Le changement, c’est maintenant ! Après un article un peu long (sur Job), place à l’entrefilet.

Je vous avais présenté il y a quelques mois le musée Cognacq-Jay, un petit bijou posé dans le Marais, à deux pas de la place des Vosges et qui offre une superbe collection d’objets d’art du XVIIIème siècle, mobilier, peinture, sculpture et arts décoratifs.

Je vous avais présenté brièvement Dalou, le sculpteur communard, à l’occasion de notre visite du Petit Palais, notablement fameux pour son Triomphe de la République.

Et bien, j’ai la joie de vous annoncer que les deux sont désormais unis pour le meilleur mais non pour le pire le temps d’une exposition.

Dalou s’expose en effet à Cognacq-Jay.

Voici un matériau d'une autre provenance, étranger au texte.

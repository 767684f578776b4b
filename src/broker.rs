//! Permission broker contract.
//!
//! Some storage locations refuse direct file creation. Writes there go through
//! a document broker, scoped to an access grant the user handed out earlier.

use std::collections::BTreeMap;
use std::path::{Path, PathBuf};

use async_trait::async_trait;
use serde::{Deserialize, Serialize};
use thiserror::Error;

use crate::config::Config;

/// Opaque token proving a storage tree was granted to us.
#[derive(Debug, Clone, PartialEq, Eq, Hash, Serialize, Deserialize)]
pub struct GrantToken(pub String);

/// Broker-side reference to a document.
#[derive(Debug, Clone, PartialEq, Eq, Hash, Serialize, Deserialize)]
pub struct DocumentHandle {
    pub grant: GrantToken,
    pub path: PathBuf,
}

#[derive(Error, Debug, Clone, PartialEq, Eq)]
pub enum BrokerError {
    #[error("broker denied access to {0}")]
    PermissionDenied(PathBuf),
    #[error("broker unavailable: {0}")]
    Unavailable(String),
}

#[async_trait]
pub trait PermissionBroker: Send + Sync {
    async fn create_document(
        &self,
        grant: &GrantToken,
        parent: &Path,
        name: &str,
    ) -> Result<DocumentHandle, BrokerError>;

    async fn delete_document(&self, handle: &DocumentHandle) -> Result<(), BrokerError>;

    /// Resolves an existing document under a grant. `None` if it is not there.
    async fn find_document(
        &self,
        grant: &GrantToken,
        path: &Path,
    ) -> Result<Option<DocumentHandle>, BrokerError>;
}

/// Broker for hosts without one: every request is refused.
#[derive(Debug, Clone, Copy, Default)]
pub struct UnavailableBroker;

#[async_trait]
impl PermissionBroker for UnavailableBroker {
    async fn create_document(
        &self,
        _grant: &GrantToken,
        parent: &Path,
        _name: &str,
    ) -> Result<DocumentHandle, BrokerError> {
        Err(BrokerError::Unavailable(format!(
            "no document broker for {}",
            parent.display()
        )))
    }

    async fn delete_document(&self, handle: &DocumentHandle) -> Result<(), BrokerError> {
        Err(BrokerError::Unavailable(format!(
            "no document broker for {}",
            handle.path.display()
        )))
    }

    async fn find_document(
        &self,
        _grant: &GrantToken,
        path: &Path,
    ) -> Result<Option<DocumentHandle>, BrokerError> {
        Err(BrokerError::Unavailable(format!(
            "no document broker for {}",
            path.display()
        )))
    }
}

/// Grants keyed by the storage tree they cover.
#[derive(Debug, Clone, Default)]
pub struct GrantStore {
    grants: BTreeMap<PathBuf, GrantToken>,
}

impl GrantStore {
    pub fn new() -> Self {
        Self::default()
    }

    pub fn from_config(config: &Config) -> Self {
        let grants = config
            .access_grants
            .iter()
            .map(|(tree, token)| (PathBuf::from(tree), GrantToken(token.clone())))
            .collect();
        Self { grants }
    }

    pub fn insert(&mut self, tree: impl Into<PathBuf>, token: GrantToken) {
        self.grants.insert(tree.into(), token);
    }

    /// The grant of the deepest tree containing `path`.
    pub fn grant_for(&self, path: &Path) -> Option<&GrantToken> {
        self.grants
            .iter()
            .filter(|(tree, _)| path.starts_with(tree))
            .max_by_key(|(tree, _)| tree.components().count())
            .map(|(_, token)| token)
    }
}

Lui le révolutionnaire, le socialiste utopiste, genre phalanstère à la Fourier et Godin, au milieu de pièces très peu « classes laborieuses et industrieuses » ? On va loin dans le contraste ! Et bien figurez-vous que non !

Bon nombre d’œuvres sont en fait de facture et de thèmes très classiques. Dalou ne dépareille pas avec les Houdon, Lemoyne et autre Clodion des collections permanentes. De charmants bustes enfantins, très purs dans leur matériau, leur plastique et leur regard (sans l’ambiguïté sciemment masquée de peinture de Greuze), des groupes mythologiques, nymphes, putti dodus et fessus, etc…

Dalou a visiblement été fortement inspiré par ses prédécesseurs du XVIIIème siècle, oscillant entre une tendance classique et sage et les effets de manche de la rocaille, tout en gardant leurs caractéristiques communes : raffinement de la matière, virtuosité des accents, finesse maniérée des formes. En quelque sorte, l’idéal réaliste, comme aurait dit Pigalle : en tout 35 terre-cuites, plâtres et bronzes de ce grand artiste qui vous sont présentés dans le splendide et calme écrin qu’est l’Hôtel Donon.

C’est gratos et c’est jusqu’au 13 juillet 2013

Quelques oeuvres

Ariane et Bacchus

Ariane et Bacchus

La liseuse

La liseuse

Baigneuse s'essuyant les pieds

Baigneuse s’essuyant les pieds

Buste d'enfant

Buste d’enfant

Musée Cognacq-Jay, 8 Rue Elzevir dans le IIIème – Métro Saint-Paul

Dalou fait par ailleurs l’objet d’une exposition au Petit Palais intitulée « Dalou le sculpteur de la République » avec des œuvres plus politiques et sociales, présentant près de 400 œuvres (sculptures, peintures, dessins…).